El Cuarto Poder Conservador: La Nostalgia por la Tutela
México es una nación que, en su fuero interno, desconfía de la libertad que pregona.
Bajo la arquitectura de mármol de nuestras instituciones republicanas —ese diseño ilustrado de tres poderes que se vigilan y equilibran— late un corazón que siempre añora el orden de la vara y el trono.
Desde que el Primer Imperio se desmoronó entre traiciones y polvaredas, el país ha vivido atrapado en una paradoja trágica: nuestra ley dice "democracia", pero nuestro instinto social clama "tutela".
Para el Estado mexicano, el equilibrio de poderes no ha sido un mecanismo de justicia, sino una invitación al caos; una parálisis que solo parece resolverse cuando emerge una figura situada por encima de la política ordinaria.
Es el fantasma del Supremo Poder Conservador, una innovación decimonónica que, aunque oficialmente enterrada, regresa cíclicamente bajo nuevas máscaras para "aceitar" una maquinaria nacional que se niega a funcionar sola.
No es una anomalía; es la realidad de nuestro sistema operativo secreto.
En el siglo XIX, tras el fracaso del primer experimento federalista, México se hundió en una ingobernabilidad que amenazaba su existencia misma. La respuesta de las élites no fue fortalecer a los jueces o al legislativo, sino crear un "super-árbitro". Nuestros abuelos prefiguraron los maximatos.
En 1836, las Siete Leyes introdujeron el Supremo Poder Conservador, un órgano de cinco notables con la facultad de: anular leyes, destituir presidentes y silenciar tribunales en nombre de la "estabilidad".
Eso hicieron Santa Anna y Calles.
Este Poder Conservador, tan insultado por la 4T, no legislaba ni gobernaba, pero su sola presencia recordaba que los otros tres poderes eran menores de edad, siempre bajo sospecha de incompetencia o corrupción. Fue la institucionalización de la desconfianza.
En este escenario, la figura de Santa Anna funcionó como el tutor de Gómez Farías.
Santa Anna perfeccionó el arte de la ausencia estratégica: dejaba que Gómez Farías intentara sus reformas liberales, observando desde su hacienda en Manga de Clavo cómo el país se convulsionaba.
Cuando el caos llegaba al límite, Santa Anna regresaba para "salvar" a la patria del desorden que él mismo había permitido, actuando como el guardián que corregía el rumbo de un país que no sabía mandarse solo.
Esta dinámica de tutela entre Santa Anna y Gómez Farías revela la raíz de nuestra patología política: el desprecio por el proceso legal frente a la necesidad de un "padre" que ponga orden.
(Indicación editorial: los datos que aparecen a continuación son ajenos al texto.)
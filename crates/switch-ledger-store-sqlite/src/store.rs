// crates/switch-ledger-store-sqlite/src/store.rs
// ============================================================================
// Module: SQLite Key-Value Backend
// Description: Durable KeyValueBackend backed by SQLite WAL.
// Purpose: Persist ledger rows with atomic conditional transactions.
// Dependencies: switch-ledger-core, rusqlite, serde, serde_json, thiserror
// ============================================================================

//! ## Overview
//! This module implements a durable [`KeyValueBackend`] using `SQLite`. All
//! rows share one table keyed by `(pk, sk)` with the attribute map stored as
//! JSON. `transact_write` reads every addressed row, evaluates every guard
//! against that pre-transaction state, and applies mutations only when all
//! guards pass, inside a single `SQLite` transaction. Database contents are
//! untrusted; decode failures fail closed.

// ============================================================================
// SECTION: Imports
// ============================================================================

use std::path::Path;
use std::path::PathBuf;
use std::sync::Arc;
use std::sync::Mutex;
use std::sync::PoisonError;
use std::time::Duration;

use rusqlite::Connection;
use rusqlite::OpenFlags;
use rusqlite::OptionalExtension;
use rusqlite::params;
use serde::Deserialize;
use switch_ledger_core::BackendError;
use switch_ledger_core::CancellationReason;
use switch_ledger_core::Item;
use switch_ledger_core::KeyValueBackend;
use switch_ledger_core::QueryRequest;
use switch_ledger_core::RowKey;
use switch_ledger_core::TransactWriteError;
use switch_ledger_core::TransactionCancellation;
use switch_ledger_core::WriteOp;
use thiserror::Error;
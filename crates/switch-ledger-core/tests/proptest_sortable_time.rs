// crates/switch-ledger-core/tests/proptest_sortable_time.rs
// ============================================================================
// Module: Sortable Timestamp Property-Based Tests
// Description: Property tests for the sortable timestamp encoding.
// Purpose: Detect ordering and round-trip violations across wide input ranges.
// ============================================================================

//! Property-based tests for sortable timestamp invariants.

#![allow(
    clippy::panic,
    clippy::print_stdout,
    clippy::print_stderr,
    clippy::unwrap_used,
    clippy::expect_used,
    clippy::use_debug,
    clippy::dbg_macro,
    clippy::panic_in_result_fn,
    clippy::unwrap_in_result,
    reason = "Test-only assertions and helpers are permitted."
)]

use proptest::prelude::*;
use switch_ledger_core::EventTime;

/// Strategy producing nanosecond timestamps within the year range the
/// sortable encoding covers.
fn nanos_strategy() -> impl Strategy<Value = i128> {
    // 1970-01-01 through ~2200-01-01, in nanoseconds.
    0_i128..7_258_118_400_000_000_000_i128
}

proptest! {
    #[test]
    fn encoded_order_equals_temporal_order(a in nanos_strategy(), b in nanos_strategy()) {
        let ta = EventTime::from_unix_nanos(a).unwrap();
        let tb = EventTime::from_unix_nanos(b).unwrap();
        prop_assert_eq!(a.cmp(&b), ta.encode_sortable().cmp(&tb.encode_sortable()));
        prop_assert_eq!(a.cmp(&b), ta.cmp(&tb));
    }

    #[test]
    fn encoding_round_trips(nanos in nanos_strategy()) {
        let original = EventTime::from_unix_nanos(nanos).unwrap();
        let parsed = EventTime::parse_sortable(&original.encode_sortable()).unwrap();
        prop_assert_eq!(parsed, original);
    }
}
// crates/switch-ledger-core/src/lib.rs
// ============================================================================
// Module: Switch Ledger Core Library
// Description: Public API surface for the Switch Ledger core.
// Purpose: Expose domain types, backend interfaces, and runtime stores.
// Dependencies: crate::{core, interfaces, runtime}
// ============================================================================

//! ## Overview
//! Switch Ledger core persists toggle events under last-writer-wins ordering
//! by domain timestamp, on top of any key-value backend offering atomic
//! multi-row conditional writes. It is backend-agnostic and integrates
//! through explicit interfaces; a process-local in-memory backend ships for
//! tests and embedding.

// ============================================================================
// SECTION: Modules
// ============================================================================

pub mod core;
pub mod interfaces;
pub mod runtime;

// ============================================================================
// SECTION: Re-Exports
// ============================================================================

pub use self::core::*;

pub use interfaces::Assignment;
pub use interfaces::AttributeValue;
pub use interfaces::BackendError;
pub use interfaces::CancellationReason;
pub use interfaces::Condition;
pub use interfaces::Item;
pub use interfaces::KeyValueBackend;
pub use interfaces::PutOp;
pub use interfaces::QueryRequest;
pub use interfaces::RowKey;
pub use interfaces::SharedKeyValueBackend;
pub use interfaces::SortKeyCondition;
pub use interfaces::TransactWriteError;
pub use interfaces::TransactionCancellation;
pub use interfaces::UpdateOp;
pub use interfaces::WriteOp;
pub use runtime::CancelHandle;
pub use runtime::CatalogError;
pub use runtime::ContextError;
pub use runtime::IdentityMapper;
pub use runtime::MapperError;
pub use runtime::MemoryBackend;
pub use runtime::RetryPolicy;
pub use runtime::RowCodecError;
pub use runtime::SensorCatalog;
pub use runtime::StoreContext;
pub use runtime::ToggleStore;
pub use runtime::ToggleStoreError;
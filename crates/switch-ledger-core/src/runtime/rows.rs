// crates/switch-ledger-core/src/runtime/rows.rs
// ============================================================================
// Module: Switch Ledger Row Codecs
// Description: Encode/decode between domain events and stored rows.
// Purpose: Keep the physical two-row layout in one place.
// Dependencies: crate::core, crate::interfaces
// ============================================================================

//! ## Overview
//! Each identity owns one partition holding two row shapes: the mutable
//! latest pointer under the [`LATEST_SWITCH_SORT_KEY`] and write-once log
//! rows under `SWITCH#<created_at>`. Both shapes carry the same `state` and
//! `created_at` attributes; `created_at` uses the fixed-width sortable
//! encoding so the backend's `<` comparison orders timestamps correctly.
//!
//! Decoding fails closed: rows that lack attributes or carry an unparsable
//! timestamp surface a typed error instead of a default value.

// ============================================================================
// SECTION: Imports
// ============================================================================

use thiserror::Error;

use crate::core::identifiers::SwitchId;
use crate::core::state::Switch;
use crate::core::time::EventTime;
use crate::interfaces::ATTR_PARTITION_KEY;
use crate::interfaces::AttributeValue;
use crate::interfaces::Item;
use crate::interfaces::RowKey;

// ============================================================================
// SECTION: Layout Constants
// ============================================================================

/// Sort key of the mutable latest pointer row.
pub const LATEST_SWITCH_SORT_KEY: &str = "LATEST_SWITCH";
/// Sort-key prefix of write-once log rows.
pub const SWITCH_LOG_SORT_PREFIX: &str = "SWITCH#";
/// Attribute holding the toggle value.
pub const ATTR_STATE: &str = "state";
/// Attribute holding the encoded event timestamp.
pub const ATTR_CREATED_AT: &str = "created_at";

// ============================================================================
// SECTION: Errors
// ============================================================================

/// Row decode failures.
///
/// # Invariants
/// - Variants are stable for programmatic handling.
#[derive(Debug, Error, Clone, PartialEq, Eq)]
pub enum RowCodecError {
    /// A required attribute is absent or has the wrong type.
    #[error("row is missing attribute {attribute}")]
    MissingAttribute {
        /// Name of the absent attribute.
        attribute: String,
    },
    /// The stored timestamp does not match the sortable encoding.
    #[error("row carries an invalid timestamp: {encoded}")]
    InvalidTimestamp {
        /// Offending encoded value.
        encoded: String,
    },
}

// ============================================================================
// SECTION: Row Construction
// ============================================================================

/// Returns the key of the latest pointer row for an identity.
#[must_use]
pub fn latest_row_key(id: &SwitchId) -> RowKey {
    RowKey::new(id.as_str(), LATEST_SWITCH_SORT_KEY)
}

/// Returns the key of the log row recording one accepted event.
#[must_use]
pub fn log_row_key(switch: &Switch) -> RowKey {
    RowKey::new(
        switch.id.as_str(),
        format!("{SWITCH_LOG_SORT_PREFIX}{}", switch.created_at.encode_sortable()),
    )
}

/// Encodes a switch as its latest pointer row.
#[must_use]
pub fn latest_row(switch: &Switch) -> Item {
    encode_switch(switch, &latest_row_key(&switch.id))
}

/// Encodes a switch as its write-once log row.
#[must_use]
pub fn log_row(switch: &Switch) -> Item {
    encode_switch(switch, &log_row_key(switch))
}

/// Encodes the shared attribute payload under the given key.
fn encode_switch(switch: &Switch, key: &RowKey) -> Item {
    Item::for_key(key)
        .with(ATTR_STATE, AttributeValue::Bool(switch.state))
        .with(ATTR_CREATED_AT, AttributeValue::S(switch.created_at.encode_sortable()))
}

// ============================================================================
// SECTION: Row Decoding
// ============================================================================

/// Decodes a switch from either row shape.
///
/// # Errors
///
/// Returns [`RowCodecError`] when the row lacks a required attribute or the
/// stored timestamp is not in the sortable encoding.
pub fn decode_switch(item: &Item) -> Result<Switch, RowCodecError> {
    let id = item.get_str(ATTR_PARTITION_KEY).ok_or_else(|| RowCodecError::MissingAttribute {
        attribute: ATTR_PARTITION_KEY.to_string(),
    })?;
    let state = item.get_bool(ATTR_STATE).ok_or_else(|| RowCodecError::MissingAttribute {
        attribute: ATTR_STATE.to_string(),
    })?;
    let encoded = item.get_str(ATTR_CREATED_AT).ok_or_else(|| RowCodecError::MissingAttribute {
        attribute: ATTR_CREATED_AT.to_string(),
    })?;
    let created_at =
        EventTime::parse_sortable(encoded).map_err(|_| RowCodecError::InvalidTimestamp {
            encoded: encoded.to_string(),
        })?;
    Ok(Switch {
        id: SwitchId::new(id),
        state,
        created_at,
    })
}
El árbitro no buscaba aplicar la ley, sino administrar el conflicto en su provecho.
Casi un siglo después, tras el baño de sangre de la Revolución, el vacío de un árbitro supremo volvió a manifestarse. Plutarco Elías Calles comprendió que el orden no vendría de la recién estrenada Constitución de 1917, sino de una estructura extralegal que disciplinara a los caudillos.
El Maximato fue, en esencia, la resurrección del Poder Conservador en el siglo XX, pero transformado en partido político (el PNR).
Calles operó como el "Gran Elector" y el "Gran Árbitro" desde su sofá en su residencia de Anzures, CdMx. No necesitaba el cargo de presidente para: anular leyes, destituir presidentes y silenciar tribunales en nombre de la "estabilidad".
Al igual que el órgano de 1836, Calles era el fiel de la balanza que impedía que el país se desmoronara en caudillismos regionales. Si un presidente se desviaba de la ortodoxia de la Revolución, el Jefe Máximo intervenía.
La estabilidad del México moderno no se fundó en el respeto a la ley, sino en la sumisión a un poder moderador que estaba fuera del alcance de las urnas y los juzgados. Era el temor a un balazo.
En la era contemporánea, la tesis cobra una vigencia inquietante. El estilo personal de gobernar de López Obrador puede leerse como una versión modernizada de este poder moderador.
Ya no se trata de una ley escrita como en 1836, o de un control férreo del aparato partidista como con Calles, sino de la superioridad moral ejercida desde el púlpito cotidiano.
Cuando el Ejecutivo Amlo/Sheinbaum apela a una justicia que está "por encima de la ley" o utiliza las conferencias matutinas como un tribunal para calificar el actuar de jueces y legisladores, está ejerciendo, de facto, las funciones de un decimonónico Supremo Poder Conservador.
Es la figura del líder que se sitúa en un plano trascendental para "corregir" a las instituciones que considera desviadas o "al servicio de intereses oscuros".
Al igual que sus antecesores, esta figura actual no se ve a sí misma como una parte del Estado, sino como el guardián del Estado. La "mañanera" no es una rueda de prensa; es la sede de un cuarto poder que absuelve y condena, que interpreta la voluntad popular para anular, simbólica o políticamente, las decisiones de los otros poderes que no se alinean con la "transformación".
La recurrencia de estas figuras —el Poder Conservador en el siglo XIX, el Jefe Máximo en el siglo XX, el Líder Moral en el siglo XXI— sugiere una conclusión incómoda: México tiene un apetito de orden y tutela que la estructura republicana tradicional no logra saciar.
La debilidad histórica del Estado de Derecho ha generado un vacío que el ciudadano mexicano llena con la esperanza de un salvador. Salvadores fueron Hitler, Fujimori, Pinochet, Mussolini.
Preferimos el arbitraje personal de un hombre fuerte a la fría e impersonal aplicación de la ley. Los organismos autónomos que nacieron en la transición democrática (como el INE o el INAI) intentaron ocupar ese lugar de "árbitro", pero su lenguaje técnico y su falta de carisma los alejaron de una sociedad que no busca expertos, sino protectores.
El riesgo, sin embargo, sigue siendo el mismo que en el siglo XIX: que en el afán de conservar el orden a través de un poder supremo, se termine por asfixiar la libertad.
El Supremo Poder Conservador de 1836 terminó en la pérdida de la mitad del territorio; el Maximato de Calles en el autoritarismo de un partido único.
En México, la figura del árbitro supremo no es una anomalía, sino una necesidad cíclica ante la fragilidad de nuestra convivencia civil. Mientras el cumplimiento de la ley sea visto como una opción y no como una obligación, seguiremos invocando al fantasma del Supremo Poder Conservador de nuestros tatarabuelos.
Hoy, como hace dos siglos, la pregunta sigue en el aire: ¿Seremos capaces alguna vez de gobernarnos bajo la sobriedad de las leyes, o seguiremos buscando en el horizonte al próximo tutor que nos salve de nuestra propia incapacidad de ser ciudadanos libres?
La nostalgia por el guardián es, en última instancia, el reconocimiento de nuestra propia minoría de edad en los asuntos políticos.